Mehaffey was educated in the Lima public schools. As both his grandfather and father were very active in Democratic politics, he won entry to the United States Military Academy at West Point. He entered West Point on June 15, 1907, and graduated 3rd in a class of 82 on June 13, 1911. He was commissioned a 2d Lieutenant in the Army Corps of Engineers.

===Early military career===
Mehaffey served in Rock Island, Illinois; Memphis, Tennessee; and New Orleans, Louisiana, until November 21, 1911, at which time he was transferred to the Panama Canal Zone. He served there until June 15, 1912. After serving briefly in the Corps offices in Pittsburgh, Pennsylvania, and Wheeling, West Virginia, he was ordered on August 28, 1912, to report to the Washington Barracks of the Corps to attend engineering school. Upon his graduation on February 28, 1913, he was commissioned a 1st Lieutenant.

Mehaffey served at the Washington Barracks until October 16, 1913, when he was assigned to the 1st Engineer Regiment. He served there until May 4, 1914, when he was assigned as an assistant to the head engineer of the Eastern Department of the Army Corps of Engineers. He remained in the office only until September 1, when he was assigned to the Chief of Engineers of Washington, D.C.

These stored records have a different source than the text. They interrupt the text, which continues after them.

//! Shadow Algorithm Tests
//!
//! Tests for:
//! - CSM cascade split computation (practical split scheme)
//! - Frustum corners extraction in world space
//! - Cascade VP matrix construction (GL clip convention)
//! - High-level cascade building from shadow settings

use glam::{Mat4, Vec3};

use lantern::render::shadow_utils::*;
use lantern::settings::ShadowSettings;

const EPSILON: f32 = 1e-4;

fn approx(a: f32, b: f32) -> bool {
    (a - b).abs() < EPSILON
}

fn camera_matrices(pos: Vec3, look_dir: Vec3, fov_deg: f32, aspect: f32) -> (Mat4, Mat4) {
    let proj = Mat4::perspective_rh_gl(fov_deg.to_radians(), aspect, 0.1, 500.0);
    let view = Mat4::look_at_rh(pos, pos + look_dir, Vec3::Y);
    (proj, view)
}

fn project(vp: &Mat4, point: Vec3) -> Vec3 {
    let clip = *vp * point.extend(1.0);
    clip.truncate() / clip.w
}

// ============================================================================
// compute_cascade_splits Tests
// ============================================================================

#[test]
fn cascade_splits_last_equals_far() {
    let splits = compute_cascade_splits(4, 0.1, 100.0, 0.5);
    assert!(
        approx(splits[3], 100.0),
        "Last split should equal far plane, got {}",
        splits[3]
    );
}

#[test]
fn cascade_splits_monotonically_increasing() {
    let splits = compute_cascade_splits(4, 0.1, 100.0, 0.75);
    for i in 1..4 {
        assert!(
            splits[i] > splits[i - 1],
            "splits[{i}]={} <= splits[{}]={}",
            splits[i],
            i - 1,
            splits[i - 1]
        );
    }
}

#[test]
fn cascade_splits_lambda_0_uniform() {
    let splits = compute_cascade_splits(4, 1.0, 100.0, 0.0);
    // lambda=0 → 1 + (100-1) * (i/4)
    let expected = [25.75, 50.5, 75.25, 100.0];
    for i in 0..4 {
        assert!(
            approx(splits[i], expected[i]),
            "splits[{i}]: expected {}, got {}",
            expected[i],
            splits[i]
        );
    }
}

#[test]
fn cascade_splits_lambda_1_logarithmic() {
    let splits = compute_cascade_splits(4, 1.0, 100.0, 1.0);
    // 100^(1/4) ≈ 3.162, 100^(2/4) = 10, 100^(3/4) ≈ 31.62
    assert!((splits[0] - 3.162).abs() < 0.01, "got {}", splits[0]);
    assert!(approx(splits[1], 10.0), "got {}", splits[1]);
    assert!((splits[2] - 31.62).abs() < 0.1, "got {}", splits[2]);
    assert!(approx(splits[3], 100.0), "got {}", splits[3]);
}

#[test]
fn cascade_splits_single_cascade() {
    let splits = compute_cascade_splits(1, 0.1, 50.0, 0.5);
    assert!(approx(splits[0], 50.0), "got {}", splits[0]);
    assert_eq!(&splits[1..], &[0.0, 0.0, 0.0]);
}

#[test]
fn cascade_splits_clamped_to_max() {
    let splits = compute_cascade_splits(10, 0.1, 100.0, 0.5);
    assert!(approx(splits[3], 100.0), "last = {}", splits[3]);
}

// ============================================================================
// compute_frustum_corners_world Tests
// ============================================================================

#[test]
fn frustum_corners_near_far_distances() {
    let (proj, view) = camera_matrices(Vec3::ZERO, Vec3::NEG_Z, 60.0, 1.0);
    let corners = compute_frustum_corners_world(&proj, &view, 1.0, 10.0);

    for (i, corner) in corners.iter().enumerate().take(4) {
        assert!((corner.z + 1.0).abs() < 1e-3, "near corner {i}: z = {}", corner.z);
    }
    for (i, corner) in corners.iter().enumerate().skip(4) {
        assert!((corner.z + 10.0).abs() < 1e-3, "far corner {i}: z = {}", corner.z);
    }
}

#[test]
fn frustum_corners_symmetry() {
    let (proj, view) = camera_matrices(Vec3::ZERO, Vec3::NEG_Z, 60.0, 1.0);
    let corners = compute_frustum_corners_world(&proj, &view, 1.0, 10.0);

    assert!(approx(corners[0].x, -corners[1].x), "near face should be X-symmetric");
    assert!(approx(corners[2].x, -corners[3].x), "near face should be X-symmetric");
    assert!(approx(corners[0].y, -corners[3].y), "near face should be Y-symmetric");
}

#[test]
fn frustum_corners_follow_camera_position() {
    let (proj, view) = camera_matrices(Vec3::new(10.0, 0.0, 0.0), Vec3::NEG_Z, 60.0, 1.0);
    let corners = compute_frustum_corners_world(&proj, &view, 1.0, 10.0);
    let center = corners.iter().copied().sum::<Vec3>() / 8.0;
    assert!((center.x - 10.0).abs() < 1e-3, "center = {center:?}");
}

// ============================================================================
// build_cascade_vp Tests
// ============================================================================

#[test]
fn cascade_vp_is_finite_and_invertible() {
    let (proj, view) = camera_matrices(Vec3::ZERO, Vec3::NEG_Z, 60.0, 1.0);
    let corners = compute_frustum_corners_world(&proj, &view, 1.0, 50.0);
    let vp = build_cascade_vp(Vec3::new(0.0, -1.0, -0.5), &corners, 2048, 100.0);

    assert!(vp.is_finite(), "VP contains NaN or Inf: {vp:?}");
    assert!(vp.determinant().abs() > 1e-10, "VP should be invertible");
}

#[test]
fn cascade_vp_contains_every_slice_corner() {
    let (proj, view) = camera_matrices(Vec3::new(0.0, 2.0, 5.0), Vec3::NEG_Z, 60.0, 16.0 / 9.0);
    let corners = compute_frustum_corners_world(&proj, &view, 0.5, 30.0);
    let vp = build_cascade_vp(Vec3::new(0.3, -1.0, -0.2), &corners, 1024, 30.0);

    for corner in corners {
        let ndc = project(&vp, corner);
        assert!(
            ndc.x.abs() <= 1.0 + EPSILON && ndc.y.abs() <= 1.0 + EPSILON,
            "corner {corner:?} outside the cascade: {ndc:?}"
        );
        // GL convention: depth in -1..1
        assert!(ndc.z >= -1.0 - EPSILON && ndc.z <= 1.0 + EPSILON, "depth {}", ndc.z);
    }
}

#[test]
fn cascade_vp_handles_vertical_and_zero_light() {
    let (proj, view) = camera_matrices(Vec3::ZERO, Vec3::NEG_Z, 60.0, 1.0);
    let corners = compute_frustum_corners_world(&proj, &view, 1.0, 20.0);

    let straight_down = build_cascade_vp(Vec3::NEG_Y, &corners, 512, 10.0);
    assert!(straight_down.is_finite());

    let degenerate = build_cascade_vp(Vec3::ZERO, &corners, 512, 10.0);
    assert!(degenerate.is_finite());
}

// ============================================================================
// build_directional_cascades Tests
// ============================================================================

#[test]
fn directional_cascades_respect_settings() {
    let (proj, view) = camera_matrices(Vec3::new(0.0, 5.0, 10.0), Vec3::NEG_Z, 60.0, 1.5);
    let settings = ShadowSettings {
        cascade_count: 3,
        max_distance: 60.0,
        ..Default::default()
    };

    let set = build_directional_cascades(Vec3::new(-0.4, -1.0, -0.3), &proj, &view, 0.1, 500.0, &settings, 60.0);

    assert_eq!(set.count, 3);
    assert!(approx(set.splits[2], 60.0), "last split = {}", set.splits[2]);
    assert_eq!(set.splits[3], 0.0);
    for vp in &set.view_projections[..3] {
        assert!(vp.is_finite());
        assert_ne!(*vp, Mat4::IDENTITY);
    }
    assert_eq!(set.view_projections[3], Mat4::IDENTITY);
}

#[test]
fn directional_cascades_clamp_to_camera_far() {
    let (proj, view) = camera_matrices(Vec3::ZERO, Vec3::NEG_Z, 60.0, 1.0);
    let settings = ShadowSettings {
        cascade_count: 2,
        max_distance: 1000.0,
        ..Default::default()
    };

    let set = build_directional_cascades(Vec3::NEG_Y, &proj, &view, 0.1, 40.0, &settings, 40.0);
    assert!(approx(set.splits[1], 40.0), "last split = {}", set.splits[1]);
}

On July 1, 1915, Mehaffey was made a member of the Board of Road Commissioners for the recently created Territory of Alaska. In that capacity, he was also the Chief Engineer for the board. Mehaffey spent two years in Alaska building bridges, roads, and trails throughout the territory. During his tenure there, Mehaffey was promoted to captain on July 1, 1916, and to brevet major on August 5, 1917, almost four months after the American entry into World War I. He returned to Washington, D.C., on October 25, 1917, where he served again in the office of the Chief Engineer. He was promoted to brevet lieutenant colonel on June 29, 1918. Just three months later, he was promoted to brevet colonel on October 7, 1918.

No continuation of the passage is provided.